In [None]:
"""Headers"""

from __future__ import print_function
from PIL import Image
import os
import os.path
import numpy as np
import sys
if sys.version_info[0] == 2:
    import cPickle as pickle
else:
    import pickle

import torch.utils.data as data
from torchvision.datasets.utils import download_url, check_integrity

import csv
%matplotlib inline
import matplotlib
import matplotlib.pyplot as plt
import numpy as np
import os.path
import sys
import librosa
import torch
import torch.utils.data
import torchvision
import torchvision.transforms as transforms

from torch.autograd import Variable
import torch.nn as nn
import torch.nn.functional as F

import IPython

import soundfile

np.random.seed(111)
torch.cuda.manual_seed_all(111)
torch.manual_seed(111)

melgan = torch.hub.load('descriptinc/melgan-neurips', 'load_melgan')

from model import MaskCycleGANVC
from dataLoader import DataSet
from util import showAudio

# MelGAN Test

In [None]:
sample, fs = librosa.load('vcc2018_database_training/vcc2018_training/VCC2SM2/10001.wav')
train_data= melgan(torch.tensor(np.expand_dims(sample, axis = 0)))
y = melgan.inverse(train_data).cpu()
print('Original')
IPython.display.display(IPython.display.Audio(sample , rate = 44100 / 2))
print('Reconstructed')
IPython.display.display(IPython.display.Audio(y , rate = 44100 / 2))

# Load Datasets

In [None]:
IS_GPU = False
TRAIN_BS = 1

aSet = DataSet(fold="A")

print(aSet.train_data[0].shape)

if IS_GPU:
    aLoader = torch.utils.data.DataLoader(aSet, batch_size=TRAIN_BS,
                                          shuffle=True, num_workers=2)
else:
    aLoader = torch.utils.data.DataLoader(aSet, batch_size=TRAIN_BS,
                                          shuffle=True, num_workers=0)
print("Train set size: "+str(len(aSet)))

bSet = DataSet(fold="B")

if IS_GPU:
    bLoader = torch.utils.data.DataLoader(bSet, batch_size=TRAIN_BS,
                                          shuffle=True, num_workers=2)
else:
    bLoader = torch.utils.data.DataLoader(bSet, batch_size=TRAIN_BS,
                                          shuffle=True, num_workers=0)
print("Train set size: "+str(len(bSet)))

In [None]:
aTestSet = DataSet(fold="ATest")

if IS_GPU:
    aTestLoader = torch.utils.data.DataLoader(aTestSet, batch_size=TRAIN_BS,
                                          shuffle=False, num_workers=2)
else:
    aTestLoader = torch.utils.data.DataLoader(aTestSet, batch_size=TRAIN_BS,
                                          shuffle=False, num_workers=0)
print("Test set size: "+str(len(aTestSet)))
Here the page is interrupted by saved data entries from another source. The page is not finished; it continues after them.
//! Utility maths functions
//!
//! The robot reports its heading as a wrapping 32 bit integer, where the whole `i32` range
//! covers exactly one turn. One unit is therefore 360/2^32 degrees (about 83.8 ndeg), and
//! overflow is the natural wrap from +180 to -180 degrees.

// ---------------------------------------------------------------------------
// CONSTANTS
// ---------------------------------------------------------------------------

/// Number of wrapped angle units in one full turn.
const ANG32_UNITS_PER_TURN: f64 = 4_294_967_296.0;

// ---------------------------------------------------------------------------
// PUBLIC FUNCTIONS
// ---------------------------------------------------------------------------

/// Convert a wrapped 32 bit angle into radians in the range [-pi, pi).
pub fn ang32_to_rad(ang: i32) -> f64 {
    ang as f64 * std::f64::consts::TAU / ANG32_UNITS_PER_TURN
}

/// Convert a wrapped 32 bit angle into degrees in the range [-180, 180).
pub fn ang32_to_deg(ang: i32) -> f64 {
    ang as f64 * 360.0 / ANG32_UNITS_PER_TURN
}

/// Convert an angle in degrees into a wrapped 32 bit angle.
///
/// Any angle is accepted, it is wrapped into one turn first.
pub fn deg_to_ang32(deg: f64) -> i32 {
    let turns = (deg / 360.0).rem_euclid(1.0);
    let units = (turns * ANG32_UNITS_PER_TURN).round() as i64;

    // Values in the upper half of the turn wrap to negative angles
    units as u32 as i32
}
bTestSet = DataSet(fold="BTest")

if IS_GPU:
    bTestLoader = torch.utils.data.DataLoader(bTestSet, batch_size=TRAIN_BS,
                                          shuffle=False, num_workers=2)
else:
    bTestLoader = torch.utils.data.DataLoader(bTestSet, batch_size=TRAIN_BS,
                                          shuffle=False, num_workers=0)
print("Test set size: "+str(len(bTestSet)))

# Initiate Training

In [None]:
network = MaskCycleGANVC()

network.load('.', '64F1M2logParams_l=10')
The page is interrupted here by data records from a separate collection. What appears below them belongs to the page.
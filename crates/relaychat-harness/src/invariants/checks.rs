//! Standard invariant checks.
//!
//! These invariants capture behavioral properties that must always hold.
//! They verify WHAT must be true, not specific test scenarios.

use relaychat_client::ConnectionState;
use relaychat_proto::ServerEventName;

use super::{Invariant, InvariantResult, SystemSnapshot, Violation};

/// Active room must be one of the known rooms.
pub struct ActiveRoomKnown;

impl Invariant for ActiveRoomKnown {
    fn name(&self) -> &'static str {
        "active_room_known"
    }

    fn check(&self, state: &SystemSnapshot) -> InvariantResult {
        for (i, session) in state.sessions.iter().enumerate() {
            if !session.known_rooms.contains(&session.active_room) {
                return Err(Violation {
                    invariant: self.name(),
                    message: format!(
                        "session {i}: active room {} not in {:?}",
                        session.active_room, session.known_rooms
                    ),
                });
            }
        }
        Ok(())
    }
}

/// A pending join never names the room that is already active.
pub struct PendingJoinNotActive;

impl Invariant for PendingJoinNotActive {
    fn name(&self) -> &'static str {
        "pending_join_not_active"
    }

    fn check(&self, state: &SystemSnapshot) -> InvariantResult {
        for (i, session) in state.sessions.iter().enumerate() {
            if session.pending_join.as_deref() == Some(session.active_room.as_str()) {
                return Err(Violation {
                    invariant: self.name(),
                    message: format!("session {i}: pending join for active room {}", session.active_room),
                });
            }
        }
        Ok(())
    }
}

/// Connection epochs never decrease.
///
/// A decreasing epoch would let deliveries from a superseded socket through.
pub struct EpochMonotonicity;

impl Invariant for EpochMonotonicity {
    fn name(&self) -> &'static str {
        "epoch_monotonicity"
    }

    fn check(&self, state: &SystemSnapshot) -> InvariantResult {
        for (i, session) in state.sessions.iter().enumerate() {
            let observed = session.epoch_history.iter().chain(std::iter::once(&session.epoch));
            let mut previous = None;
            for epoch in observed {
                if previous.is_some_and(|p| epoch < p) {
                    return Err(Violation {
                        invariant: self.name(),
                        message: format!("session {i}: epoch decreased to {epoch}"),
                    });
                }
                previous = Some(epoch);
            }
        }
        Ok(())
    }
}

/// The attempt counter is zero whenever the session is connected.
pub struct AttemptsResetWhenConnected;

impl Invariant for AttemptsResetWhenConnected {
    fn name(&self) -> &'static str {
        "attempts_reset_when_connected"
    }

    fn check(&self, state: &SystemSnapshot) -> InvariantResult {
        for (i, session) in state.sessions.iter().enumerate() {
            if session.state == ConnectionState::Connected && session.attempts != 0 {
                return Err(Violation {
                    invariant: self.name(),
                    message: format!("session {i}: connected with {} attempts", session.attempts),
                });
            }
        }
        Ok(())
    }
}

/// Local typing is only ever on while connected.
pub struct NoTypingWhileOffline;

impl Invariant for NoTypingWhileOffline {
    fn name(&self) -> &'static str {
        "no_typing_while_offline"
    }

    fn check(&self, state: &SystemSnapshot) -> InvariantResult {
        for (i, session) in state.sessions.iter().enumerate() {
            if session.local_typing && session.state != ConnectionState::Connected {
                return Err(Violation {
                    invariant: self.name(),
                    message: format!("session {i}: typing while {}", session.state),
                });
            }
        }
        Ok(())
    }
}

/// An attached session holds exactly one binding per server event; a torn
/// down session holds none.
pub struct BindingsMatchAttachment;

impl Invariant for BindingsMatchAttachment {
    fn name(&self) -> &'static str {
        "bindings_match_attachment"
    }

    fn check(&self, state: &SystemSnapshot) -> InvariantResult {
        for (i, session) in state.sessions.iter().enumerate() {
            let expected = if session.attached { ServerEventName::ALL.len() } else { 0 };
            if session.bindings != expected {
                return Err(Violation {
                    invariant: self.name(),
                    message: format!(
                        "session {i}: {} bindings, expected {expected} (attached: {})",
                        session.bindings, session.attached
                    ),
                });
            }
        }
        Ok(())
    }
}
network.train(aLoader, bLoader)

# Show Losses

In [None]:
plt.plot(network.genLossOverEpochs)
plt.xlabel('Epoch')
plt.ylabel('Generator Loss')
plt.show()
plt.plot(network.aDiscLossOverEpochs)
plt.xlabel('Epoch')
plt.ylabel('Disc A Loss')
plt.show()
plt.plot(network.bDiscLossOverEpochs)
plt.xlabel('Epoch')
plt.ylabel('Disc B Loss')
plt.show()
plt.plot(network.a2DiscLossOverEpochs)
plt.xlabel('Epoch')
plt.ylabel('Disc A2 Loss')
plt.show()
plt.plot(network.b2DiscLossOverEpochs)
plt.xlabel('Epoch')
plt.ylabel('Disc B2 Loss')
plt.show()

# Viewing Results
## B to A

In [None]:
#catgen.eval()
a_iterator = iter(aTestLoader)
adata, aMean, aStd = next(a_iterator)

b_iterator = iter(bTestLoader)
data, bMean, bStd = next(b_iterator)

inputs = torch.cat((data.clone(), torch.ones(data.shape)), axis = 1)
if IS_GPU:
  inputs = inputs.cuda()

# wrap them in Variable
inputs = Variable(inputs.float())
bToA = network.agen(inputs).cpu()
if IS_GPU:
    rec = network.bgen(torch.cat((network.agen(inputs).clone(), torch.ones(bToA.shape).cuda()), axis = 1)).cpu()
else:
    rec = network.bgen(torch.cat((network.agen(inputs).clone(), torch.ones(bToA.shape)), axis = 1)).cpu()

In [None]:
print('Original (Reconstructed)')
showAudio(data, bMean, bStd)
print('A Speaker')
showAudio(bToA, aMean, aStd)
print('B -> A -> B (should be same as Original)')
showAudio(rec, bMean, bStd)

# A to B

In [None]:
inputs = torch.cat((adata.clone(), torch.ones(adata.shape)), axis = 1)
if IS_GPU:
  inputs = inputs.cuda()

# wrap them in Variable
inputs = Variable(inputs.float())
aToB = network.bgen(inputs).cpu()
if IS_GPU:
    rec = network.agen(torch.cat((network.bgen(inputs).clone(), torch.ones(aToB.shape).cuda()), axis = 1)).cpu()
else:
    rec = network.agen(torch.cat((network.bgen(inputs).clone(), torch.ones(aToB.shape)), axis = 1))

In [None]:
print('Original (Reconstructed)')
showAudio(adata, aMean, aStd)
print('B Speaker')
showAudio(aToB, bMean, bStd)
print('A -> B -> A (Should be same as Original)')
showAudio(rec, aMean, aStd)